In the records below, find the line that contains "#[derive(Clone)]" and the line that contains "let _guard = self.begin();". Set down exactly those lines and every line between them, and nothing more.

──────── Information supplied

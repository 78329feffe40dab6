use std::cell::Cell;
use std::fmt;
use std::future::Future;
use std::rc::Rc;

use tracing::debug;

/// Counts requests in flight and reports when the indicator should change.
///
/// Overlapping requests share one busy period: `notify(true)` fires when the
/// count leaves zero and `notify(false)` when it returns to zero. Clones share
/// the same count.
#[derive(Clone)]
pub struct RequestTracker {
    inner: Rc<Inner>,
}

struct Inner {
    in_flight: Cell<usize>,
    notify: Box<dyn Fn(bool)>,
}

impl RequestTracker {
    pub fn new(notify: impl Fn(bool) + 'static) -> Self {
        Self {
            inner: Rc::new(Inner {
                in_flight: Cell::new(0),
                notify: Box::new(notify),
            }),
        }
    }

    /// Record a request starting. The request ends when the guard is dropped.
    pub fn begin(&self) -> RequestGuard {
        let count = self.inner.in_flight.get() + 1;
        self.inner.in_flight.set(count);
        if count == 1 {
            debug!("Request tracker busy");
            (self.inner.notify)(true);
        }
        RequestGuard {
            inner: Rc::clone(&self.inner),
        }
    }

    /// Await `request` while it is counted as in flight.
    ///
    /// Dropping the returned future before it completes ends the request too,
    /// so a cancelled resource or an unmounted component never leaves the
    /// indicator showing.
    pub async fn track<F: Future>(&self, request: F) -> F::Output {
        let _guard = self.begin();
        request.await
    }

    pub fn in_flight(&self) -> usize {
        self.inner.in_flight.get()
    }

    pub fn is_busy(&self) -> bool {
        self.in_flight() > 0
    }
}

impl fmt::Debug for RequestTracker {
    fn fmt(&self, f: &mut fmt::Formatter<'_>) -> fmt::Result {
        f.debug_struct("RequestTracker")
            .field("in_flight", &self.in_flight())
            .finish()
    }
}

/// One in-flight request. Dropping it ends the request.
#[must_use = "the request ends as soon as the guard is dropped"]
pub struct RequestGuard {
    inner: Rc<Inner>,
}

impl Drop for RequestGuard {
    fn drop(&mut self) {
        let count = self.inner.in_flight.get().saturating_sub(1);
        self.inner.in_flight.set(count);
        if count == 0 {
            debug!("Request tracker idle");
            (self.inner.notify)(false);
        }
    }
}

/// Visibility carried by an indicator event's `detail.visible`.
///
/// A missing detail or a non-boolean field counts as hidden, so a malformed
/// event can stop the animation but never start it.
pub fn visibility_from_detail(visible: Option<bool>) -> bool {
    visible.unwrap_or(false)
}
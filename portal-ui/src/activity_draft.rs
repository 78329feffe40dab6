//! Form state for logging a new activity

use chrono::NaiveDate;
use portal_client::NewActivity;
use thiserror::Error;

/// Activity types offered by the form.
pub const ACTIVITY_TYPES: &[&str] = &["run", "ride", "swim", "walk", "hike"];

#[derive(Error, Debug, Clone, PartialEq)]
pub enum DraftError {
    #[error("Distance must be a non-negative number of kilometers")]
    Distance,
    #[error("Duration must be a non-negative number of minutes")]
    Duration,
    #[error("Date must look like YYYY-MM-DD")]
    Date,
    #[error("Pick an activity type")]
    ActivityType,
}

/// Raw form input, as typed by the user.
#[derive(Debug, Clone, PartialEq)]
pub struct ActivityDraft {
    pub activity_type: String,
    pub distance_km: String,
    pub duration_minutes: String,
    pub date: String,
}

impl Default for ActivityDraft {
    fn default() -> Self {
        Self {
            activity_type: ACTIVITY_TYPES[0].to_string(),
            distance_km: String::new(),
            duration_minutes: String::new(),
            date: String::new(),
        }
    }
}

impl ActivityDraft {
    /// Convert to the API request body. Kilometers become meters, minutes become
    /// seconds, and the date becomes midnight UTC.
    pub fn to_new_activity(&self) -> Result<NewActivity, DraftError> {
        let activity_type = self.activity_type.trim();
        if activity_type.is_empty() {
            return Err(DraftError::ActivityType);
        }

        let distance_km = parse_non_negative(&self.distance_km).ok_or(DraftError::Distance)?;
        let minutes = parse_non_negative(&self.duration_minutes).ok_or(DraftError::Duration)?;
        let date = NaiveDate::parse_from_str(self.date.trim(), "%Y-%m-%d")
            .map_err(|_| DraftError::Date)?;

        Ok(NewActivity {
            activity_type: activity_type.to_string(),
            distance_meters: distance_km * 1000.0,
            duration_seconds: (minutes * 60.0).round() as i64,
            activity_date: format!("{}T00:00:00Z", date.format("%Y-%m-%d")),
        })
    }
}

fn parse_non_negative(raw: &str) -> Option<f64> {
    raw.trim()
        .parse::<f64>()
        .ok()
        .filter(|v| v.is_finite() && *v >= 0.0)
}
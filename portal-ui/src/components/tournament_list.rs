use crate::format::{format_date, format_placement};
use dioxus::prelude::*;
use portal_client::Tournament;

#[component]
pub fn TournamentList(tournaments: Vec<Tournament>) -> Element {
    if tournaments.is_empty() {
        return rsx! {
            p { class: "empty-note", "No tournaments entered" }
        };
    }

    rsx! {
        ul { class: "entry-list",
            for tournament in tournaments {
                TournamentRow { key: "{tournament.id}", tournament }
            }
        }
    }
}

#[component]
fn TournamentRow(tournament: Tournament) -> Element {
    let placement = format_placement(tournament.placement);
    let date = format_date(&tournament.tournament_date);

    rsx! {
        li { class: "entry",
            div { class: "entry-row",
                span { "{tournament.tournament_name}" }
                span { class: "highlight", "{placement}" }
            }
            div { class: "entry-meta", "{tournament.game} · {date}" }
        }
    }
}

────────────────
──────── Information supplied

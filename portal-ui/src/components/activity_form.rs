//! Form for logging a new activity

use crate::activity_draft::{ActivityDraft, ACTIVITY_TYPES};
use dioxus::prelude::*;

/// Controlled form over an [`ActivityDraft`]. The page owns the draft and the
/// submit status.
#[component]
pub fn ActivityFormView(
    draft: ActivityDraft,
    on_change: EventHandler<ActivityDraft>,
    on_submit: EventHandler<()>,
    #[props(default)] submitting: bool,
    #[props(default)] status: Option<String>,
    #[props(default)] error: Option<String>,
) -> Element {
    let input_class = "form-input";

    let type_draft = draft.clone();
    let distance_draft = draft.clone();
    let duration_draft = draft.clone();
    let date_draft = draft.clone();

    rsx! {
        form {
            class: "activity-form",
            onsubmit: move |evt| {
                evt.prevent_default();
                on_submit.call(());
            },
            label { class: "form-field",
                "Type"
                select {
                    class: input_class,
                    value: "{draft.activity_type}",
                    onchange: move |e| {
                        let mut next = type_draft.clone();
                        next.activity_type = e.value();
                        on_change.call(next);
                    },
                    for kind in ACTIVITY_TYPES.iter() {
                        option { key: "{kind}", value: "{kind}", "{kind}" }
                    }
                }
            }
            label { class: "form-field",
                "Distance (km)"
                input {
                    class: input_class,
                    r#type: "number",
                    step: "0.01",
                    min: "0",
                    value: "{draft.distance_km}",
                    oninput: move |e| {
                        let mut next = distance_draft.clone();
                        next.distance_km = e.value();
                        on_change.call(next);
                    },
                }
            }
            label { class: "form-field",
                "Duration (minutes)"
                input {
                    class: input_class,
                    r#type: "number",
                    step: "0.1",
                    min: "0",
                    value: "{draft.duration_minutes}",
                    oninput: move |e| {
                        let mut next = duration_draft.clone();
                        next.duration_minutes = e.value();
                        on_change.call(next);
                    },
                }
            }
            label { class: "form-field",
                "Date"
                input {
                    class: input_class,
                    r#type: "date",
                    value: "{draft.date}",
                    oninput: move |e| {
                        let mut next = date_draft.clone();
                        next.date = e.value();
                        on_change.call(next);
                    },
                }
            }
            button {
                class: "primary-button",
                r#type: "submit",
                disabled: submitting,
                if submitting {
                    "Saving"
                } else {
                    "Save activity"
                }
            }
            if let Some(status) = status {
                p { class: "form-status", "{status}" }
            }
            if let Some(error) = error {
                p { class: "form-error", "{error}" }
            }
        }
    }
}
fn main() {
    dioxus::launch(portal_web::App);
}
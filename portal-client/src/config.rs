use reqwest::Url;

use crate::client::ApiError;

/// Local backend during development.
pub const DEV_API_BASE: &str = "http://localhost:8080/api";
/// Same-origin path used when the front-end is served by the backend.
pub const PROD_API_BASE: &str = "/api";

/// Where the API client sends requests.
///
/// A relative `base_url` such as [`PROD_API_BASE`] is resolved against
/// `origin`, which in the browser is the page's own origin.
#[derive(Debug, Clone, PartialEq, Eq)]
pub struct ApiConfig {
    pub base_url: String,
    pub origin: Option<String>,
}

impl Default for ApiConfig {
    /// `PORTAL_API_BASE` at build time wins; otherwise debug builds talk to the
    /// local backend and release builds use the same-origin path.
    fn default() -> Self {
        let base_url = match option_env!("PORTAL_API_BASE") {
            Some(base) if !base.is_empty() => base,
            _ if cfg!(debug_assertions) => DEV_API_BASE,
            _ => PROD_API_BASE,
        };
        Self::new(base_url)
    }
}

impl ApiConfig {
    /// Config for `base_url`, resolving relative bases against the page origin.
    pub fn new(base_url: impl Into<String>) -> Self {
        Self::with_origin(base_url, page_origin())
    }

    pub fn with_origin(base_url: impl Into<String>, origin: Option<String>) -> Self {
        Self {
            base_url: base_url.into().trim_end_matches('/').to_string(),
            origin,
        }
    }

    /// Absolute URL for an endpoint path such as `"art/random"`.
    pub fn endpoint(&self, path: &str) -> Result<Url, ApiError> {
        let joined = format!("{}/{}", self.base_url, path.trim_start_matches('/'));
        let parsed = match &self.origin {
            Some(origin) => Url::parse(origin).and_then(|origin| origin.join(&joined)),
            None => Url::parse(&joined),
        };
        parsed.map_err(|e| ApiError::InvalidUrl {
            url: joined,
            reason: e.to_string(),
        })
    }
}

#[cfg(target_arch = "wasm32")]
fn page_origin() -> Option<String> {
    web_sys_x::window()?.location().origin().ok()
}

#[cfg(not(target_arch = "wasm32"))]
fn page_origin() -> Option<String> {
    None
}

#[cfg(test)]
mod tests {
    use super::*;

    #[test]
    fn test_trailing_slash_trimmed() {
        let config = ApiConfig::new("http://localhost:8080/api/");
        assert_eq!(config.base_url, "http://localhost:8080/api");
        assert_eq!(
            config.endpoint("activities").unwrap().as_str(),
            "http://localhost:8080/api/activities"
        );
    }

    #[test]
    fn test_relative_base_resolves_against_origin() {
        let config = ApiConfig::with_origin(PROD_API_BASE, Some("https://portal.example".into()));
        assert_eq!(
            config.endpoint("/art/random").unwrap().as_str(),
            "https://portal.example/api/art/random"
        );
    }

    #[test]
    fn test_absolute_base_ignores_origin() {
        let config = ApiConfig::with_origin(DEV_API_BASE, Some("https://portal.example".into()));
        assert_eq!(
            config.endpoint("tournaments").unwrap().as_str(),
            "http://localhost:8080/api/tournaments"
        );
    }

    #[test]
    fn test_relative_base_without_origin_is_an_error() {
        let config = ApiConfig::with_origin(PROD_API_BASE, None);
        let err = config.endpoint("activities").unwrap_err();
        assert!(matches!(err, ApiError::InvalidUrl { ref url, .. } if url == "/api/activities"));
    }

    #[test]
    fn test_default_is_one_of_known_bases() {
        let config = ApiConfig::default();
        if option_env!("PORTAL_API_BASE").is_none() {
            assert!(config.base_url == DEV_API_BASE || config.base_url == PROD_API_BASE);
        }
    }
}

────────────────
──────── Information supplied

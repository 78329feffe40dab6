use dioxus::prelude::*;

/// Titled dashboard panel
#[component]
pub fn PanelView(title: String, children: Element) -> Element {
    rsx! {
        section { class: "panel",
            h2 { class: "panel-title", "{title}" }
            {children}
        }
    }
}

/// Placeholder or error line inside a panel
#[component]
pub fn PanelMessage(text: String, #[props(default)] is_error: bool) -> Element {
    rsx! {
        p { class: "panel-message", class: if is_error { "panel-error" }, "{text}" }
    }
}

────────────────

Solution for this exercise:
#[derive(Clone)]
pub struct RequestTracker {
    inner: Rc<Inner>,
}

struct Inner {
    in_flight: Cell<usize>,
    notify: Box<dyn Fn(bool)>,
}

impl RequestTracker {
    pub fn new(notify: impl Fn(bool) + 'static) -> Self {
        Self {
            inner: Rc::new(Inner {
                in_flight: Cell::new(0),
                notify: Box::new(notify),
            }),
        }
    }

    /// Record a request starting. The request ends when the guard is dropped.
    pub fn begin(&self) -> RequestGuard {
        let count = self.inner.in_flight.get() + 1;
        self.inner.in_flight.set(count);
        if count == 1 {
            debug!("Request tracker busy");
            (self.inner.notify)(true);
        }
        RequestGuard {
            inner: Rc::clone(&self.inner),
        }
    }

    /// Await `request` while it is counted as in flight.
    ///
    /// Dropping the returned future before it completes ends the request too,
    /// so a cancelled resource or an unmounted component never leaves the
    /// indicator showing.
    pub async fn track<F: Future>(&self, request: F) -> F::Output {
        let _guard = self.begin();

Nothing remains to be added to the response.